* Your assignment
Give the number of lines in the data that contain the word "Option"; no other text is needed.

[Stored data]
————
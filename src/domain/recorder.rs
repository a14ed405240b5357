//! Pluggable click recording strategy.

use tokio::sync::mpsc;
use tracing::warn;

use crate::domain::click_event::ClickEvent;

/// Strategy for handing a click event off the redirect hot path.
///
/// `record` must not block or fail the caller: the redirect response is
/// returned regardless of what happens to the event. The production
/// implementation is [`QueuedClickRecorder`]; tests substitute capturing
/// fakes.
pub trait ClickRecorder: Send + Sync {
    /// Accepts a click event for eventual durable recording.
    fn record(&self, event: ClickEvent);

    /// Reports whether the recording pipeline can still accept events.
    fn is_healthy(&self) -> bool {
        true
    }
}

/// Fire-and-forget recorder backed by a bounded mpsc channel.
///
/// A full queue or a dead worker drops the event with a warning; the
/// redirect is never delayed or failed by analytics.
pub struct QueuedClickRecorder {
    tx: mpsc::Sender<ClickEvent>,
}

impl QueuedClickRecorder {
    pub fn new(tx: mpsc::Sender<ClickEvent>) -> Self {
        Self { tx }
    }
}

impl ClickRecorder for QueuedClickRecorder {
    fn record(&self, event: ClickEvent) {
        if let Err(e) = self.tx.try_send(event) {
            warn!(error = %e, "failed to enqueue click event");
        }
    }

    fn is_healthy(&self) -> bool {
        !self.tx.is_closed()
    }
}
//! Process-local in-memory cache implementation.

use super::service::{CacheResult, CachedLink, LinkCache};
use async_trait::async_trait;
use moka::future::Cache;
use std::time::Duration;
use tracing::debug;

const MAX_ENTRIES: u64 = 100_000;

/// In-memory link cache backed by moka, with a fixed TTL.
///
/// Used when no Redis tier is configured, and in tests. The TTL is set at
/// construction time and applies uniformly; the per-call `ttl_seconds`
/// hint is ignored, which matches the fixed-window expiry policy.
pub struct MemoryCache {
    cache: Cache<String, CachedLink>,
}

impl MemoryCache {
    /// Creates a cache whose entries expire `ttl` after insertion.
    pub fn new(ttl: Duration) -> Self {
        debug!("Using in-memory link cache (TTL: {:?})", ttl);
        Self {
            cache: Cache::builder()
                .max_capacity(MAX_ENTRIES)
                .time_to_live(ttl)
                .build(),
        }
    }
}

#[async_trait]
impl LinkCache for MemoryCache {
    async fn get(&self, short_code: &str) -> CacheResult<Option<CachedLink>> {
        Ok(self.cache.get(short_code).await)
    }

    async fn set(
        &self,
        short_code: &str,
        entry: &CachedLink,
        _ttl_seconds: Option<u64>,
    ) -> CacheResult<()> {
        self.cache
            .insert(short_code.to_string(), entry.clone())
            .await;
        Ok(())
    }

    async fn invalidate(&self, short_code: &str) -> CacheResult<()> {
        self.cache.invalidate(short_code).await;
        Ok(())
    }

    async fn health_check(&self) -> bool {
        true
    }
}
————
* Response to this task
2